— AIM OF THE TASK —
Within these records, how many lines hold "failed"? Give the number alone.

— PROVIDED DATA —
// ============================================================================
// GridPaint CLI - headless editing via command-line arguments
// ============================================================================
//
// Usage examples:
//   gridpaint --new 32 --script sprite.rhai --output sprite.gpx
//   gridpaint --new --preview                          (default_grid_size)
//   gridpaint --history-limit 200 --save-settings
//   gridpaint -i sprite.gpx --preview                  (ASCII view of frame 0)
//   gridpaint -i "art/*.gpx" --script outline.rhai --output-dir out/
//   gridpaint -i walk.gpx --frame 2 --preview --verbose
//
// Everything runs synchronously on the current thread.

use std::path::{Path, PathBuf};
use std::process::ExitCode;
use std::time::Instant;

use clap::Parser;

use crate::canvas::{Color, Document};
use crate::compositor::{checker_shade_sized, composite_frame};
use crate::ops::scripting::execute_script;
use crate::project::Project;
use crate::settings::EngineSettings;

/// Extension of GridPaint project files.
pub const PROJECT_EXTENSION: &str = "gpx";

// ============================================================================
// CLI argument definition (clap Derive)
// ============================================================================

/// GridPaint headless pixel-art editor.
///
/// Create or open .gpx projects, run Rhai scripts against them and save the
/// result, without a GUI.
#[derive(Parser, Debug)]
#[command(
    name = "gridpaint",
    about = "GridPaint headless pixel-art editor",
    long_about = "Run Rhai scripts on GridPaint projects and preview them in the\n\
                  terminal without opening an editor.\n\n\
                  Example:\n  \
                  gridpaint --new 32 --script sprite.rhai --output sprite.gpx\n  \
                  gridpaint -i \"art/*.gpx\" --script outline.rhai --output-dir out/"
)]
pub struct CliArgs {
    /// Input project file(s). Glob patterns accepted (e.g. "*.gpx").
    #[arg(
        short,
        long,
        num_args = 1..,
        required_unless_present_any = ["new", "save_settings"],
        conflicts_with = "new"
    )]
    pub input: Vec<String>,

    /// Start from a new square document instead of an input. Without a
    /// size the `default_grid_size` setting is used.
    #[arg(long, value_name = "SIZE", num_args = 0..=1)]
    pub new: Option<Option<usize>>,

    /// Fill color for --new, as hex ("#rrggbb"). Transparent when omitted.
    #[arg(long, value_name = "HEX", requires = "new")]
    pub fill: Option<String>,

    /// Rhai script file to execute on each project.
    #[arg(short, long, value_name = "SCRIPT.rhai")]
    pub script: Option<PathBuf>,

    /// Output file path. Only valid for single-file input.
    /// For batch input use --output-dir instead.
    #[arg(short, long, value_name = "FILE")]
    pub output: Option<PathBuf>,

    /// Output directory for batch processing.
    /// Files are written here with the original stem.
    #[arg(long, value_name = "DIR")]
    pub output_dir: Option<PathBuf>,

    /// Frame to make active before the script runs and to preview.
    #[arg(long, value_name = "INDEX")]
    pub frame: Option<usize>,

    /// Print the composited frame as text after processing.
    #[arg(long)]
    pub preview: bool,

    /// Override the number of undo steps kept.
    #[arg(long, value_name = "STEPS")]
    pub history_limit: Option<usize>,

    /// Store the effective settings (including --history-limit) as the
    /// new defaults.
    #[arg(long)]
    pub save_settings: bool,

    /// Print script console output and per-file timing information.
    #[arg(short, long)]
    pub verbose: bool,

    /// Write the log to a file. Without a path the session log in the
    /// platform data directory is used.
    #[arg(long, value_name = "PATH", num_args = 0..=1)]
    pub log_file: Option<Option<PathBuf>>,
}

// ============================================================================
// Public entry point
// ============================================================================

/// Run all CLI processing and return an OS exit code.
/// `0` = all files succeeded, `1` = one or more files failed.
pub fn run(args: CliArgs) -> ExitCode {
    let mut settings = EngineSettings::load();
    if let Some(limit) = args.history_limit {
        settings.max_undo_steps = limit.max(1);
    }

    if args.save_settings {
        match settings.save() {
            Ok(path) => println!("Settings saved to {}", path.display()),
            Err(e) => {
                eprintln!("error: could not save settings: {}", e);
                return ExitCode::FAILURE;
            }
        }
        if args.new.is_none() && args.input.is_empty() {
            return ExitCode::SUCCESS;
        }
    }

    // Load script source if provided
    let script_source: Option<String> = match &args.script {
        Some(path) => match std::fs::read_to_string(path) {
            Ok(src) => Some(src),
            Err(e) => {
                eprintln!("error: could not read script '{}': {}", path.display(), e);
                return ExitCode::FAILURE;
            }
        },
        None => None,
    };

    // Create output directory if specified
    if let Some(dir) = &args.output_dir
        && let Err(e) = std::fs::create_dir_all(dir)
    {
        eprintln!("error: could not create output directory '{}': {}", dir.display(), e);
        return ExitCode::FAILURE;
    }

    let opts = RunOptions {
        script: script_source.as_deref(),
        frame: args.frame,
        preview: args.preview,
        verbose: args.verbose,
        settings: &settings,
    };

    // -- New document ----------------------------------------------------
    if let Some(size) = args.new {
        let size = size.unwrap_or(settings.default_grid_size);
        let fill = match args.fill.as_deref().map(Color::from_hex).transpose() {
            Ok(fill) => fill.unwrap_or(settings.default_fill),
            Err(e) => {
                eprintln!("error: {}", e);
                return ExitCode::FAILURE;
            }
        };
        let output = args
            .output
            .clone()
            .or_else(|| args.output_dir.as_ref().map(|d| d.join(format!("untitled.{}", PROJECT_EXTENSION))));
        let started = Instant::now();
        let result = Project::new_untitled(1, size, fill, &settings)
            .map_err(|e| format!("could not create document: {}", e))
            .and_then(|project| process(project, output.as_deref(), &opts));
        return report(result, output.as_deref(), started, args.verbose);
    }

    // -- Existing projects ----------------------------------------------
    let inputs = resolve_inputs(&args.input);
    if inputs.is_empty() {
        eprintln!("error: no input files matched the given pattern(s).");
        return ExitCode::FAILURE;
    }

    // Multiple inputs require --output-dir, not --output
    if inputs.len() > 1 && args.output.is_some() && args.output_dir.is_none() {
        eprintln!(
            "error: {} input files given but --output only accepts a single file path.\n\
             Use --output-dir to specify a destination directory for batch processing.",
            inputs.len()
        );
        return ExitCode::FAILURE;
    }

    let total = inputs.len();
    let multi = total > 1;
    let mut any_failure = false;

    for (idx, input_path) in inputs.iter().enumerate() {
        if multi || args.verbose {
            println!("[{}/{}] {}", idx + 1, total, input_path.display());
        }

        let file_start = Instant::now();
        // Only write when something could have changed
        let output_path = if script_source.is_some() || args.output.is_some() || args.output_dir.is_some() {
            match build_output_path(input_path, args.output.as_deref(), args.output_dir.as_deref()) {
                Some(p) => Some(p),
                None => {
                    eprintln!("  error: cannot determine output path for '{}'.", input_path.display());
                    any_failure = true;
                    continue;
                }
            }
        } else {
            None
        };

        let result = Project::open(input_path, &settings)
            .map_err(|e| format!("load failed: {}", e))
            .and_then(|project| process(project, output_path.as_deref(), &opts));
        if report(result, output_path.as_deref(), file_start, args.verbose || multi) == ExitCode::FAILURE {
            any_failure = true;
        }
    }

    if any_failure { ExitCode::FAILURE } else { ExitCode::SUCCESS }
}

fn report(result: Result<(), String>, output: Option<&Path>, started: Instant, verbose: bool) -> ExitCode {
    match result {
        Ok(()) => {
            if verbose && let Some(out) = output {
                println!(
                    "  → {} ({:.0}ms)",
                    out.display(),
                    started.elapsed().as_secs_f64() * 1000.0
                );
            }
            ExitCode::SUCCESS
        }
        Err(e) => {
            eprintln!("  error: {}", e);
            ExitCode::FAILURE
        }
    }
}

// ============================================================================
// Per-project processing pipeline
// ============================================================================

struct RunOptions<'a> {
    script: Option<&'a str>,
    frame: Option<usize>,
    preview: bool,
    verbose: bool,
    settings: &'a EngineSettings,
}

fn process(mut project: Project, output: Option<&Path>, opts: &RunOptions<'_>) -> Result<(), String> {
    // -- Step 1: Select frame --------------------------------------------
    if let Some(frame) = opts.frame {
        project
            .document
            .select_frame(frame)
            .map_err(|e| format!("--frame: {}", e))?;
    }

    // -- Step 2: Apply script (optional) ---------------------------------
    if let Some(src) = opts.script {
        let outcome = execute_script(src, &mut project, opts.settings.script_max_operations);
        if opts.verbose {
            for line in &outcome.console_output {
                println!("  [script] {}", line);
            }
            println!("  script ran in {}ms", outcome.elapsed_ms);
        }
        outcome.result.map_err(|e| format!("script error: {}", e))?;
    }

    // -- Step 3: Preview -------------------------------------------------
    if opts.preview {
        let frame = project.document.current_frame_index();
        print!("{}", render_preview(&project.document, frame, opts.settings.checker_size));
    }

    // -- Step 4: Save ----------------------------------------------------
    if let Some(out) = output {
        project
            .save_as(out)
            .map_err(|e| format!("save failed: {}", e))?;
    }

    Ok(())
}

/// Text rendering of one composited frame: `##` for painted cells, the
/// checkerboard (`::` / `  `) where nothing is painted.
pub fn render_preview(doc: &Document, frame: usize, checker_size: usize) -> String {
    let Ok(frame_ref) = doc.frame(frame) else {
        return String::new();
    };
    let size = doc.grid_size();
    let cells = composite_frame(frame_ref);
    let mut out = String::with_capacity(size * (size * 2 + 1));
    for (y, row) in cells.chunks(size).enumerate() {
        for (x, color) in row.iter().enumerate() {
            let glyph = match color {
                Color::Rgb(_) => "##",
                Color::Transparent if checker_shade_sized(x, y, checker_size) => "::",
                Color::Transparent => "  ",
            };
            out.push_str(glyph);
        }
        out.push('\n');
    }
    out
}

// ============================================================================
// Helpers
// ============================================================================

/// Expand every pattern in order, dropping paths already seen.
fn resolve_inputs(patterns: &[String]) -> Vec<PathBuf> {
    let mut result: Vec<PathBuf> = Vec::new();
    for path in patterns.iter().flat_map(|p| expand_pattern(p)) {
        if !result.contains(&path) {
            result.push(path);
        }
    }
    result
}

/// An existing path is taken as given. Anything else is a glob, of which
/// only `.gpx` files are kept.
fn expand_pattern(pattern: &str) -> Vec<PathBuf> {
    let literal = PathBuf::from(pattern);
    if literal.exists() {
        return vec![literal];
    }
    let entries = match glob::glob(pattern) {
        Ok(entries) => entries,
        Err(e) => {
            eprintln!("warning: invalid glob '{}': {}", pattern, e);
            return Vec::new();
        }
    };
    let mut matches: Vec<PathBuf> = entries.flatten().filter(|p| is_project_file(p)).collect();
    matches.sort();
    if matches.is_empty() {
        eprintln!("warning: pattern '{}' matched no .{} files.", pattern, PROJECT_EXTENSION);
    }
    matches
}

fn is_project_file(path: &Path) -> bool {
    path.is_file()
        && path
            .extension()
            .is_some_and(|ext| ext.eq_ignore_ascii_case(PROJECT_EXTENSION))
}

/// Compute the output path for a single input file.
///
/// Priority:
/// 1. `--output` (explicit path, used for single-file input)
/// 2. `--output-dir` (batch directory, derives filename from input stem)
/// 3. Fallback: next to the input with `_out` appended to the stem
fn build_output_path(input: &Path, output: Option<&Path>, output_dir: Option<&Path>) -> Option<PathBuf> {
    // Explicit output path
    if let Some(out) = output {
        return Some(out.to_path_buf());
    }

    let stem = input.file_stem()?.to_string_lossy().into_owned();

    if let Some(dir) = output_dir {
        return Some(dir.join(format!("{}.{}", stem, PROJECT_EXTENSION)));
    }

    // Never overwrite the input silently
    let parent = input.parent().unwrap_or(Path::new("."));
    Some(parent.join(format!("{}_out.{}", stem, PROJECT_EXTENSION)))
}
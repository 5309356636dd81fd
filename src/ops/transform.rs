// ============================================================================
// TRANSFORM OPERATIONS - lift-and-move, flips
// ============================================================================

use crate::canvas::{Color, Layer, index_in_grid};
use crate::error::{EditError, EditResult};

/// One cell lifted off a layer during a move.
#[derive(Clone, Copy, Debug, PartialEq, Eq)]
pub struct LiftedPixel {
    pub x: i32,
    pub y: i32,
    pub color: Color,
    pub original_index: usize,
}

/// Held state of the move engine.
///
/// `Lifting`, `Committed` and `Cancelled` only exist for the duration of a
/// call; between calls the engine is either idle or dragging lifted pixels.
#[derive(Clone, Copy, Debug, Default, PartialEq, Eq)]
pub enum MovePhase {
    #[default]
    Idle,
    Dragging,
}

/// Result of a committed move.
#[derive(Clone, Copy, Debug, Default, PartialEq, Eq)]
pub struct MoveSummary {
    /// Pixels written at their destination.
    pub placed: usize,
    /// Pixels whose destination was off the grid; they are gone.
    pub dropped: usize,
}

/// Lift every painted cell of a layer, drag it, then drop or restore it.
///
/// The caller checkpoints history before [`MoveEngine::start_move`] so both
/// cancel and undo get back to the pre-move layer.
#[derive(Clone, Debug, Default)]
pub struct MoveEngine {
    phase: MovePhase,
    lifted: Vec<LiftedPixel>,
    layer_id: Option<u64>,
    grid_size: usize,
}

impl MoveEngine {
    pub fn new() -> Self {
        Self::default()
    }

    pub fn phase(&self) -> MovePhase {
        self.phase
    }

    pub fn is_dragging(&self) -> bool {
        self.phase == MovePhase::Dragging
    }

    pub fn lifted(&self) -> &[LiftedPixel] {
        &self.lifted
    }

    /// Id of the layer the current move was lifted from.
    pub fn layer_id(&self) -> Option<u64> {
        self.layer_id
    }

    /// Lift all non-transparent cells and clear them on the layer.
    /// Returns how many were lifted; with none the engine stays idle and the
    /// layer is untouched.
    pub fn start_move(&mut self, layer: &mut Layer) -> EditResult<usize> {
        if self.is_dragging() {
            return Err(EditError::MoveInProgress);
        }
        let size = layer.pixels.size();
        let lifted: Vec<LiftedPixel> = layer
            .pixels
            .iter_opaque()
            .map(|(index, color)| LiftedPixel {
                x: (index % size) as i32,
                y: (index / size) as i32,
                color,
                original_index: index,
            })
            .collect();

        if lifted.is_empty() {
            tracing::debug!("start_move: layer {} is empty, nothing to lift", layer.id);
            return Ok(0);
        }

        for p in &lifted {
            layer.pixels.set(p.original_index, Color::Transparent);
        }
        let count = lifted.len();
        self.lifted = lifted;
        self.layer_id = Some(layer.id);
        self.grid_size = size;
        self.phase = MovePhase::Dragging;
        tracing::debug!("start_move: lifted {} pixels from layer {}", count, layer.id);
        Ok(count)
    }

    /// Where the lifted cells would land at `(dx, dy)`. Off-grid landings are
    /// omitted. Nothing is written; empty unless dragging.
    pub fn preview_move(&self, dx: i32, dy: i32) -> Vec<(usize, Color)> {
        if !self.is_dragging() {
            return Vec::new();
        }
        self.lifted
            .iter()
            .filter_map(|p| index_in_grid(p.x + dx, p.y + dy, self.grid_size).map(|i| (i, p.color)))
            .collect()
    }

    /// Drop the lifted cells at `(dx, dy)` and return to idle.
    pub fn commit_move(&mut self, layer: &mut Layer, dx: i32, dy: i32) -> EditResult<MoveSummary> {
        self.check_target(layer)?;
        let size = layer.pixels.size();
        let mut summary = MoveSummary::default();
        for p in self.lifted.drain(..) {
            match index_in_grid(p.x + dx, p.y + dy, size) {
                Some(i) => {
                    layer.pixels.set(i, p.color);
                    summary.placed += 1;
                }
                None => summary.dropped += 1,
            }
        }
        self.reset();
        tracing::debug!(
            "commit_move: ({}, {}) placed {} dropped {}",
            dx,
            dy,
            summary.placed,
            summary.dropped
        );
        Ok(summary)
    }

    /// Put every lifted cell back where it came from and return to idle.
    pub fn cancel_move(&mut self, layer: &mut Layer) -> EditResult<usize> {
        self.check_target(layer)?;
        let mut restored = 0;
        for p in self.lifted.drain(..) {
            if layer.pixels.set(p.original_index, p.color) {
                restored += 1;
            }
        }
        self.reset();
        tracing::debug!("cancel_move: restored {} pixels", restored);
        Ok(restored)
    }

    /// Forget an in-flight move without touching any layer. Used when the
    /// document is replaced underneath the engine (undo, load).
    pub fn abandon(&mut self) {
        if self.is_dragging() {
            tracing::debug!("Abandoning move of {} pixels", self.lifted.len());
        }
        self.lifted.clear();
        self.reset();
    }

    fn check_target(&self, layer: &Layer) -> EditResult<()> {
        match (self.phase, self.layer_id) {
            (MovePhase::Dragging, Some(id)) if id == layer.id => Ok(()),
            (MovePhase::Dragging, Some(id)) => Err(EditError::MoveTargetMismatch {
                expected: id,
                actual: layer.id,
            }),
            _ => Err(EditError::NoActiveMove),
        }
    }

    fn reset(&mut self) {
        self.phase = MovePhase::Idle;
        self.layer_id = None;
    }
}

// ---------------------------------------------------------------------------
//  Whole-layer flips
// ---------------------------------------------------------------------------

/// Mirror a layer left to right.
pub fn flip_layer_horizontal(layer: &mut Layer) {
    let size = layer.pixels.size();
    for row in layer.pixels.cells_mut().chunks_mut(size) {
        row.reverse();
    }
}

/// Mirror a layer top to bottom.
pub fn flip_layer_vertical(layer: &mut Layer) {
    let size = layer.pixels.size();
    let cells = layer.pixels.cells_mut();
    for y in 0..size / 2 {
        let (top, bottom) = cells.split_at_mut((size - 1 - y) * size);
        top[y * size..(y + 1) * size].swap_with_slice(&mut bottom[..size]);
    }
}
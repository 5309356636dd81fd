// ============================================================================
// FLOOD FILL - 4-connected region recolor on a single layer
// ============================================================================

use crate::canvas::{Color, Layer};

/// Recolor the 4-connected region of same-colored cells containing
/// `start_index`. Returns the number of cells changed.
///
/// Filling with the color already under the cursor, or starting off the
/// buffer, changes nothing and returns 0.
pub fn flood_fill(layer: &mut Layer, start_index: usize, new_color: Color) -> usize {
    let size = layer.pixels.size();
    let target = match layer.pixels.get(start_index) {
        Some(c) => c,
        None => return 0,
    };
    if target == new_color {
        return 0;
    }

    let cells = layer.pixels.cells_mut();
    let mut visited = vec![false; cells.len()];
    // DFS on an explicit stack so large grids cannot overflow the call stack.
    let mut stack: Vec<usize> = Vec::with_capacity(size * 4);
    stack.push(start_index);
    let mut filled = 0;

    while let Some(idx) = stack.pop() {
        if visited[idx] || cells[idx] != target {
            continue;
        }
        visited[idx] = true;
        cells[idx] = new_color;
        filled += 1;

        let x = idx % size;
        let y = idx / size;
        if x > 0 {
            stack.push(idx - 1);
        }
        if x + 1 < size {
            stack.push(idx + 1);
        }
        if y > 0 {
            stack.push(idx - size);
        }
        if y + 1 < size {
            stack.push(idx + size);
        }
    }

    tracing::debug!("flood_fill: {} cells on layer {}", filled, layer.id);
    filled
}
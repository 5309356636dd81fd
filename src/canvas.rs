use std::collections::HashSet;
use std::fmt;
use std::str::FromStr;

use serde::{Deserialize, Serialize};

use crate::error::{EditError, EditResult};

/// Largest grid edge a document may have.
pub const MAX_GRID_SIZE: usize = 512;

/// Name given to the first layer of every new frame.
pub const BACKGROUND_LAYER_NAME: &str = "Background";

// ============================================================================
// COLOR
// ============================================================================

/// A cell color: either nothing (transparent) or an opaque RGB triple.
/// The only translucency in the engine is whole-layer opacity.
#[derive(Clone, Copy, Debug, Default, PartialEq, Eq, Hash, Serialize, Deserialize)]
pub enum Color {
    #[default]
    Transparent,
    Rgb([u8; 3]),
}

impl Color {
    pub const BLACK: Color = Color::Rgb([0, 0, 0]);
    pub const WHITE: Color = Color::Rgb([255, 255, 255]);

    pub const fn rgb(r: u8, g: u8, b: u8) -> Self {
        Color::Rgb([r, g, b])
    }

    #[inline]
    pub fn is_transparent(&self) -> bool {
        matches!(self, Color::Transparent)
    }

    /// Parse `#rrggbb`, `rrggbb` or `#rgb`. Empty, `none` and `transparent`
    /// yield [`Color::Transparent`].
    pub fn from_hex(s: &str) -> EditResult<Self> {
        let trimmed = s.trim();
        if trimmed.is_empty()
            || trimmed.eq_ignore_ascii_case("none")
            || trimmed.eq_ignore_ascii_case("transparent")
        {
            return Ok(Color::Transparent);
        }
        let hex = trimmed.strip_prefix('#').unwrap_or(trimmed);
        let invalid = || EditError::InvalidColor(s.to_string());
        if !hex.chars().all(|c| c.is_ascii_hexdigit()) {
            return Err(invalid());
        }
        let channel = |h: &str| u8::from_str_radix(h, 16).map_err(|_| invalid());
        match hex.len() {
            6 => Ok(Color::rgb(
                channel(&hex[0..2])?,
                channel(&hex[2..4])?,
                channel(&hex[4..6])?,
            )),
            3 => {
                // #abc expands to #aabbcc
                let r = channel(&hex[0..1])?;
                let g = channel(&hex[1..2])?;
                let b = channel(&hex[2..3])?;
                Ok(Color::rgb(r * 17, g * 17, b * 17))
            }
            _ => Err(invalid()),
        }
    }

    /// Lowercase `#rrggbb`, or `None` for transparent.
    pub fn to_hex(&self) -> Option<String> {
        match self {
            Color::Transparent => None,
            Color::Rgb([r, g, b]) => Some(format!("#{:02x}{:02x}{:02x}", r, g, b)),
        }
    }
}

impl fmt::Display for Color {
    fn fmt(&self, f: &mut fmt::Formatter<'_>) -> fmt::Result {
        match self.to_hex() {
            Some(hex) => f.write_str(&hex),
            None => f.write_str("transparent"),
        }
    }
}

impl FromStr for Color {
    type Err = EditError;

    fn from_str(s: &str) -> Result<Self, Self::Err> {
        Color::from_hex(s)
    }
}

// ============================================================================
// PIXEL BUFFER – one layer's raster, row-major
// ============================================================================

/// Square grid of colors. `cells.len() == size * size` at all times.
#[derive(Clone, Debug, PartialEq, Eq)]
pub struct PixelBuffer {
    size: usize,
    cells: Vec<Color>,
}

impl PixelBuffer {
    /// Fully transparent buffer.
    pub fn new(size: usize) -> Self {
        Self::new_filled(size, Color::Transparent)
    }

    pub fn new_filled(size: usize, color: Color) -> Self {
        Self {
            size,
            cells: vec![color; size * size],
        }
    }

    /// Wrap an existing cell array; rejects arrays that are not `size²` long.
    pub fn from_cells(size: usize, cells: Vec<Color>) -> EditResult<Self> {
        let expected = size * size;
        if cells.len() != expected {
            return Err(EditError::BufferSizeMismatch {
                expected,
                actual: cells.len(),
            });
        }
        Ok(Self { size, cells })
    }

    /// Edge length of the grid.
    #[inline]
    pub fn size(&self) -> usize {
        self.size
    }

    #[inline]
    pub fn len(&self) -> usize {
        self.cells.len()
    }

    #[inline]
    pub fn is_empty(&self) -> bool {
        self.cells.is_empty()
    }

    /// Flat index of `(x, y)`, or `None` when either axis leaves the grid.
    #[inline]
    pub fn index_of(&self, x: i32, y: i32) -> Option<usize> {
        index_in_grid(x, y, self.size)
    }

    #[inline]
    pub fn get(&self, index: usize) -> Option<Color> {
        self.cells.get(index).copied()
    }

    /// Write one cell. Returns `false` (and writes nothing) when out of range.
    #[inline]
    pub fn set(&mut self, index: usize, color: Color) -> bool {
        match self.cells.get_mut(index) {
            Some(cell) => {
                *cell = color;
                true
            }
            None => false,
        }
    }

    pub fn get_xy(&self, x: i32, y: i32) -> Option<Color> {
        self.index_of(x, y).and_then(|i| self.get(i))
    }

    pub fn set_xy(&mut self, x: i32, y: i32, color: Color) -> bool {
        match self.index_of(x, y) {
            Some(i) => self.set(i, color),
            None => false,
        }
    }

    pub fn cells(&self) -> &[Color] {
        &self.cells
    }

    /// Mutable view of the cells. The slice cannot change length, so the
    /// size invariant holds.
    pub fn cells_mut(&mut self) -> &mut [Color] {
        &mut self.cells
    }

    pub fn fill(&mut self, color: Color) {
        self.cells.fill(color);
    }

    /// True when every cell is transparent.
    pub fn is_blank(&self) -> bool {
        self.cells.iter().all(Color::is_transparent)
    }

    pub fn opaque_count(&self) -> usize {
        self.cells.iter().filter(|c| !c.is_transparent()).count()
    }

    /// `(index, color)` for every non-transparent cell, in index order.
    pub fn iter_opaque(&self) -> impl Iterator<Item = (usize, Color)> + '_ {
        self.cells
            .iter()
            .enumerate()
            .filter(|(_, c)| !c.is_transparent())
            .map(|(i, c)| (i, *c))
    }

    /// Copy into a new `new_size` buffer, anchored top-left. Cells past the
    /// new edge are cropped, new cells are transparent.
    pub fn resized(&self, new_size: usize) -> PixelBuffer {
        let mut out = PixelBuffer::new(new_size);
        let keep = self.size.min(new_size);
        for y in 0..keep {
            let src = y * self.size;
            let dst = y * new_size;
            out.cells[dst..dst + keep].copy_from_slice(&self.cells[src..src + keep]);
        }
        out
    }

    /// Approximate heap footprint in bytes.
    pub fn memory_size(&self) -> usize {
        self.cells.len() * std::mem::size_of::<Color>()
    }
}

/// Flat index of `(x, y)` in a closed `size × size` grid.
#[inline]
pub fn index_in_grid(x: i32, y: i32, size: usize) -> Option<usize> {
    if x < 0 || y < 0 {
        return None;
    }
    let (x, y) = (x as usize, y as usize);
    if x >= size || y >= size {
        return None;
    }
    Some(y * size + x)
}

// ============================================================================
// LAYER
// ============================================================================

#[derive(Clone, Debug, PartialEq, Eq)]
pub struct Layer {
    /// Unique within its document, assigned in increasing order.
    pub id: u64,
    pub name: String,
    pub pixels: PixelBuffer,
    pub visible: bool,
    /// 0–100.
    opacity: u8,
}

— SOLUTION FOR THIS PROBLEM —
3